Still, with its vanadium radiation shielding still intact, and powered by nuclear generators, Cerberus could survive for at least another five hundred years. Lakesh had taken great pains to make sure the installation was listed as abandoned and unsalvageable on all ville records.
As he entered and passed the luridly colored illustration of Cerberus, he gave the second of the hound's three heads an affectionate pat. Proceeding on down the wide corridor, he met Farrell at the T junction. The middle-aged man's goateed face was drawn and haggard, his eyes netted with red as if he had been weeping.
Farrell had taken the news of Cotta's death very hard. Both men were from the same ville and had arrived at the redoubt within days of each other. Without preamble, he said, "I'm ready to go and recover Cotta's body."
Quietly, Lakesh replied, "We can put together a detail once I speak to friends Grant and Kane—"
Farrell made a scornful spitting noise and waved away Lakesh's words. "To hell with them. We don't need to discuss it with either one of them, particularly Kane. Auerbach and I can do it."
Lakesh blinked in mild surprise, a bit taken aback by the edge of hostility in the man's voice and bearing. "I think either he or Grant should accompany you. They know their way around.".
"Yeah," Farrell snapped. "Kane knows it so well mebbe he can get the rest of us chilled, too."

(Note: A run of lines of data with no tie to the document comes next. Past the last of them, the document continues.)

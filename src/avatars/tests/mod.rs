mod allocator_tests;
mod pipeline_tests;
use crate::avatars::allocator::flat_zip;

#[test]
fn test_interleaves_before_truncating() {
    let groups = vec![vec!["p1", "p2", "p3"], vec!["q1", "q2"]];
    assert_eq!(flat_zip(groups, 4), vec!["p1", "q1", "p2", "q2"]);
}

#[test]
fn test_large_group_continues_after_small_one_empties() {
    let groups = vec![vec!["p1"], vec!["q1", "q2", "q3"]];
    assert_eq!(flat_zip(groups, 10), vec!["p1", "q1", "q2", "q3"]);
}

#[test]
fn test_zero_limit_yields_nothing() {
    let groups = vec![vec![1, 2], vec![3]];
    assert!(flat_zip(groups, 0).is_empty());
}

#[test]
fn test_empty_groups_are_skipped() {
    let groups: Vec<Vec<u32>> = vec![vec![], vec![1, 2], vec![], vec![3]];
    assert_eq!(flat_zip(groups, 10), vec![1, 3, 2]);
}

#[test]
fn test_no_groups() {
    let groups: Vec<Vec<u32>> = Vec::new();
    assert!(flat_zip(groups, 5).is_empty());
}

#[test]
fn test_limit_beyond_total_returns_everything() {
    let groups = vec![vec![1], vec![2], vec![3]];
    assert_eq!(flat_zip(groups, 100), vec![1, 2, 3]);
}

#[test]
fn test_single_group_passes_through_in_order() {
    let groups = vec![vec![1, 2, 3, 4]];
    assert_eq!(flat_zip(groups, 3), vec![1, 2, 3]);
}

#[test]
fn test_deterministic_for_identical_input() {
    let make = || vec![vec![1, 2, 3], vec![4, 5], vec![6, 7, 8, 9]];
    assert_eq!(flat_zip(make(), 6), flat_zip(make(), 6));
}

#[test]
fn test_declaration_order_breaks_sweep_ties() {
    let groups = vec![vec!["a1"], vec!["b1"], vec!["c1"]];
    assert_eq!(flat_zip(groups, 3), vec!["a1", "b1", "c1"]);
}
//! WASM bindings for the render engine.
//!
//! The host owns the DOM; the engine owns the decisions. Every call crosses
//! the boundary as serde-marshalled plain data, so the bindings stay a thin
//! shell around [`RenderConductor`].

use wasm_bindgen::prelude::*;

use crate::avatars::conductor::RenderConductor;
use crate::avatars::config::EngineConfig;
use crate::avatars::types::PageSnapshot;

#[wasm_bindgen]
pub struct ReactionAvatars {
    conductor: RenderConductor,
}

#[wasm_bindgen]
impl ReactionAvatars {
    /// `config` may be null/undefined for defaults, or a partial object;
    /// missing fields keep their defaults.
    #[wasm_bindgen(constructor)]
    pub fn new(config: JsValue) -> Result<ReactionAvatars, JsValue> {
        let config: EngineConfig = if config.is_null() || config.is_undefined() {
            EngineConfig::default()
        } else {
            serde_wasm_bindgen::from_value(config)
                .map_err(|e| JsValue::from_str(&format!("Invalid config: {}", e)))?
        };
        Ok(ReactionAvatars {
            conductor: RenderConductor::new(config),
        })
    }

    /// Defaults tuned from the host's user-agent string. Currently this only
    /// decides whether planned avatars carry link targets.
    #[wasm_bindgen(js_name = forUserAgent)]
    pub fn for_user_agent(user_agent: &str) -> ReactionAvatars {
        ReactionAvatars {
            conductor: RenderConductor::new(EngineConfig::for_user_agent(user_agent)),
        }
    }

    /// Plan one render pass. Expects a PageSnapshot object, returns a
    /// RenderPlan object, or null if the plan cannot be marshalled back.
    #[wasm_bindgen(js_name = renderPass)]
    pub fn render_pass(&mut self, snapshot: JsValue) -> Result<JsValue, JsValue> {
        let snapshot: PageSnapshot = serde_wasm_bindgen::from_value(snapshot)
            .map_err(|e| JsValue::from_str(&format!("Invalid page snapshot: {}", e)))?;
        let plan = self.conductor.render_pass(&snapshot);
        match serde_wasm_bindgen::to_value(&plan) {
            Ok(v) => Ok(v),
            Err(e) => {
                web_sys::console::error_1(
                    &format!("[ReactionAvatars] Plan serialization failed: {:?}", e).into(),
                );
                Ok(JsValue::NULL)
            }
        }
    }

    /// JSON-string variant of renderPass, for hosts that keep the boundary
    /// stringly typed.
    #[wasm_bindgen(js_name = renderPassJson)]
    pub fn render_pass_json(&mut self, snapshot_json: &str) -> Result<String, JsValue> {
        self.conductor
            .render_pass_json(snapshot_json)
            .map_err(|e| JsValue::from_str(&e.to_string()))
    }

    /// The content under `root_id` was replaced; its rosters will be
    /// re-planned on the next pass. Returns how many were cleared.
    #[wasm_bindgen(js_name = notifyContentReplaced)]
    pub fn notify_content_replaced(&mut self, root_id: &str) -> usize {
        self.conductor.notify_content_replaced(root_id)
    }

    /// Container status name for one roster (for debugging)
    #[wasm_bindgen(js_name = containerState)]
    pub fn container_state(&self, list_id: &str) -> String {
        self.conductor.container_state(list_id).to_string()
    }

    #[wasm_bindgen(js_name = isSubscribed)]
    pub fn is_subscribed(&self, root_id: &str) -> bool {
        self.conductor.is_subscribed(root_id)
    }

    #[wasm_bindgen(js_name = passCount)]
    pub fn pass_count(&self) -> u64 {
        self.conductor.pass_count()
    }

    /// Engine status as a JSON string (for debugging)
    #[wasm_bindgen(js_name = getStatus)]
    pub fn get_status(&self) -> JsValue {
        let config = self.conductor.config();
        let status = serde_json::json!({
            "processed_containers": self.conductor.processed_count(),
            "subscriptions": self.conductor.subscription_count(),
            "pass_count": self.conductor.pass_count(),
            "config": {
                "avatar_limit": config.avatar_limit,
                "header_cost": config.header_cost,
                "avatar_base_size": config.avatar_base_size,
                "near_limit_ratio": config.near_limit_ratio,
                "omit_link_href": config.omit_link_href,
            }
        });

        JsValue::from_str(&status.to_string())
    }

    /// Forget all processed marks and subscriptions.
    #[wasm_bindgen(js_name = reset)]
    pub fn reset(&mut self) {
        self.conductor.reset();
    }
}
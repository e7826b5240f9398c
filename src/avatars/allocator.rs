//! Fair interleaving of grouped participants under a shared capacity.
//!
//! One pass of `flat_zip` takes column-major sweeps across the groups: the
//! first entry of every group, then the second of every group, and so on,
//! until the limit is hit or every group runs dry. Groups are visited in
//! declaration order, so ties inside a sweep break toward earlier groups.
//! Larger groups keep contributing after smaller ones empty out, but never
//! at the cost of another group's earlier entries.

use std::collections::VecDeque;

/// Interleave `groups` round-robin into a single sequence of at most `limit`
/// entries. Order within each group is preserved; relative order across
/// groups follows the sweep. Deterministic for identical input.
pub fn flat_zip<T>(groups: Vec<Vec<T>>, limit: usize) -> Vec<T> {
    if limit == 0 {
        return Vec::new();
    }

    let mut queues: Vec<VecDeque<T>> = groups.into_iter().map(VecDeque::from).collect();
    let mut out = Vec::with_capacity(limit.min(queues.iter().map(VecDeque::len).sum()));

    'sweep: loop {
        let mut emitted = false;
        for queue in &mut queues {
            if let Some(item) = queue.pop_front() {
                out.push(item);
                emitted = true;
                if out.len() == limit {
                    break 'sweep;
                }
            }
        }
        if !emitted {
            break;
        }
    }

    out
}
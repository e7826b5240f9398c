pub mod allocator;
pub mod conductor;
pub mod config;
pub mod error;
pub mod parser;
pub mod resolver;
pub mod types;
pub mod wasm;

pub use allocator::*;
pub use conductor::*;
pub use config::*;
pub use error::*;
pub use parser::*;
pub use resolver::*;
pub use types::*;
pub use wasm::*;

#[cfg(test)]
mod tests;
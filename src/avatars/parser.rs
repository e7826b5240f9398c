//! SummaryParser - reactor extraction from accessible-name summaries
//!
//! Reaction groups describe themselves with a sentence like
//! "alice, bob and 3 more reacted with 👍". The parser reduces that sentence
//! to an ordered set of usernames. Best-effort by design: text that does not
//! follow the expected grammar degrades to a single name, never an error.

use regex::Regex;
use std::collections::HashSet;

/// Reactor-list parser with pre-compiled patterns.
pub struct SummaryParser {
    reacted_clause: Regex,
    conjunction: Regex,
    overflow: Regex,
}

impl SummaryParser {
    pub fn new() -> Self {
        // " reacted with 👍" - the trailing clause, dropped wholesale
        let reacted_clause = Regex::new(r" reacted with.*").unwrap();

        // "a, b and c" / "a, b, and c" - fold the conjunction into the
        // comma-separated form. Usernames cannot contain spaces, so the
        // surrounding-space match is unambiguous.
        let conjunction = Regex::new(r",? and ").unwrap();

        // ", 3 more" - the overflow tail left after conjunction folding.
        // Those names are not in the summary at all; they are excluded,
        // never guessed.
        let overflow = Regex::new(r", \d+ more").unwrap();

        Self {
            reacted_clause,
            conjunction,
            overflow,
        }
    }

    /// Every username the summary names, in display order; duplicates
    /// collapse to their first occurrence and blank entries are discarded.
    pub fn parse_names(&self, summary: &str) -> Vec<String> {
        let stripped = self.reacted_clause.replace(summary, "");
        let folded = self.conjunction.replace(&stripped, ", ");
        let listed = self.overflow.replace(&folded, "");

        let mut seen: HashSet<&str> = HashSet::new();
        let mut users = Vec::new();
        for name in listed.split(", ") {
            if name.is_empty() {
                continue;
            }
            if seen.insert(name) {
                users.push(name.to_string());
            }
        }
        users
    }

    /// [`parse_names`](Self::parse_names) with the current viewer removed.
    /// Returns an empty list when nothing usable remains.
    pub fn parse(&self, summary: &str, current_user: &str) -> Vec<String> {
        let mut users = self.parse_names(summary);
        users.retain(|name| name != current_user);
        users
    }
}

impl Default for SummaryParser {
    fn default() -> Self {
        Self::new()
    }
}

// =============================================================================
// Tests
// =============================================================================
//! AvatarResolver - username → avatar image reference
//!
//! Resolution is a fixed fallback chain, tried in order:
//! 1. Reuse an avatar already rendered elsewhere on the page (matched by its
//!    `@username` alt text). Saves a request and a redirect, and is the only
//!    route that works for bot accounts, whose canonical avatar endpoint
//!    differs from the shortcut below.
//! 2. For non-bots, synthesize the shortcut URL from the username and the
//!    viewer's device pixel density.
//! A bot with no page-visible avatar resolves to nothing and is dropped by
//! the caller: a deliberate coverage gap, not an error.
//!
//! No I/O anywhere: the resolver only names an image source, it never
//! fetches one.

use std::collections::HashMap;

use crate::avatars::types::PageSnapshot;

// =============================================================================
// Constants
// =============================================================================

/// Suffix token that marks a bot account ("docbot[bot]").
pub const BOT_MARKER: &str = "[bot]";

/// Whether a username carries the bot marker.
pub fn is_bot(username: &str) -> bool {
    username.contains(BOT_MARKER)
}

/// Username with the bot marker removed, for page lookups only. The rendered
/// link target always uses the username as parsed.
pub fn clean_username(username: &str) -> String {
    username.replacen(BOT_MARKER, "", 1)
}

// =============================================================================
// Page avatar index
// =============================================================================

/// Avatar images already rendered on the page, indexed by alt text. Built
/// once per render pass from the host's snapshot; resolution is a pure
/// lookup against it.
pub struct PageAvatarIndex {
    by_alt: HashMap<String, String>,
    device_pixel_ratio: f64,
}

impl PageAvatarIndex {
    pub fn build(snapshot: &PageSnapshot) -> Self {
        let mut by_alt = HashMap::with_capacity(snapshot.avatars.len());
        for source in &snapshot.avatars {
            // First occurrence wins, matching document order on the page.
            by_alt
                .entry(source.alt.clone())
                .or_insert_with(|| source.src.clone());
        }
        Self {
            by_alt,
            device_pixel_ratio: snapshot.device_pixel_ratio,
        }
    }

    pub fn lookup(&self, alt: &str) -> Option<&str> {
        self.by_alt.get(alt).map(String::as_str)
    }

    pub fn device_pixel_ratio(&self) -> f64 {
        self.device_pixel_ratio
    }

    pub fn len(&self) -> usize {
        self.by_alt.len()
    }

    pub fn is_empty(&self) -> bool {
        self.by_alt.is_empty()
    }
}

// =============================================================================
// Resolution chain
// =============================================================================

/// One step of the fallback chain.
#[derive(Debug, Clone, Copy, PartialEq, Eq)]
enum ResolveStrategy {
    /// Reuse an avatar already on the page.
    PageLookup,
    /// Synthesize the shortcut URL (non-bots only).
    SyntheticUrl,
}

/// The chain, in priority order.
const RESOLVE_CHAIN: [ResolveStrategy; 2] =
    [ResolveStrategy::PageLookup, ResolveStrategy::SyntheticUrl];

/// Username → image reference resolver.
pub struct AvatarResolver {
    base_size: u32,
}

impl AvatarResolver {
    /// `base_size` is the logical pixel size synthesized URLs request before
    /// pixel-ratio scaling.
    pub fn new(base_size: u32) -> Self {
        Self { base_size }
    }

    /// Resolve a username to an image reference, or `None` if every strategy
    /// declines (the identity is then dropped before a Participant exists).
    pub fn resolve(&self, username: &str, page: &PageAvatarIndex) -> Option<String> {
        for strategy in RESOLVE_CHAIN {
            if let Some(url) = self.try_strategy(strategy, username, page) {
                return Some(url);
            }
        }
        None
    }

    fn try_strategy(
        &self,
        strategy: ResolveStrategy,
        username: &str,
        page: &PageAvatarIndex,
    ) -> Option<String> {
        match strategy {
            ResolveStrategy::PageLookup => {
                let alt = format!("@{}", clean_username(username));
                page.lookup(&alt).map(str::to_string)
            }
            ResolveStrategy::SyntheticUrl => {
                if is_bot(username) {
                    return None;
                }
                let size = page.device_pixel_ratio() * f64::from(self.base_size);
                Some(format!("/{}.png?size={}", username, size))
            }
        }
    }
}

// =============================================================================
// Tests
// =============================================================================
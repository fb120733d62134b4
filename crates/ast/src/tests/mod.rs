/*
 * Copyright (c) 2026. Mikhail Kulik.
 *
 * Licensed under the Apache License, Version 2.0 (the "License");
 * you may not use this file except in compliance with the License.
 * You may obtain a copy of the License at
 *
 *     http://www.apache.org/licenses/LICENSE-2.0
 *
 * Unless required by applicable law or agreed to in writing, software
 * distributed under the License is distributed on an "AS IS" BASIS,
 * WITHOUT WARRANTIES OR CONDITIONS OF ANY KIND, either express or implied.
 * See the License for the specific language governing permissions and
 * limitations under the License.
 */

"What happened wasn't Kane's fault," Lakesh retorted, feeling odd to be speaking in Kane's defense. "Deaths are bound to happen in this line of work."
Farrell squinted at him "In the two and a half years I've been here, we didn't have a single fatality—until Kane and Grant arrived."
He ticked off the names on the fingers of one hand. "Adrian, Davis, Beth-Li, Cotta and now maybe even Brigid."
Lakesh didn't bother correcting him on the details of Beth-Li Rouch's demise. She had been killed by Domi when the outlander girl uncovered her plot to murder Brigid, Kane and Grant.
"Besides," Farrell went on, voice rising in anger, "I thought the whole fucking point of bringing those fucking Mags here was so they could take the flicking risks—not the technical-support staff."
What Farrell said contained more than a nugget of truth. The people Lakesh had recruited to staff Cerberus were primarily academics, technicians and specialists in a variety of fields. Farrell, like Cotta and Bry, received his training in cybernetics, and Wegmann was an engineer. All of them had led structured, sheltered lives in their respective villes. Until the arrival of Grant, Brigid, Domi and Kane, the Cerberus resistance movement had consisted of little more than intelligence gathering.
Kane and Grant acted on that intel, performing as the enforcement arm of Cerberus. In that capacity, they had not only scored a number of victories against the barons, but contended with other threats, as well.
As resentful as he felt toward Kane at the moment, Lakesh knew Farrell's assessment was unjust.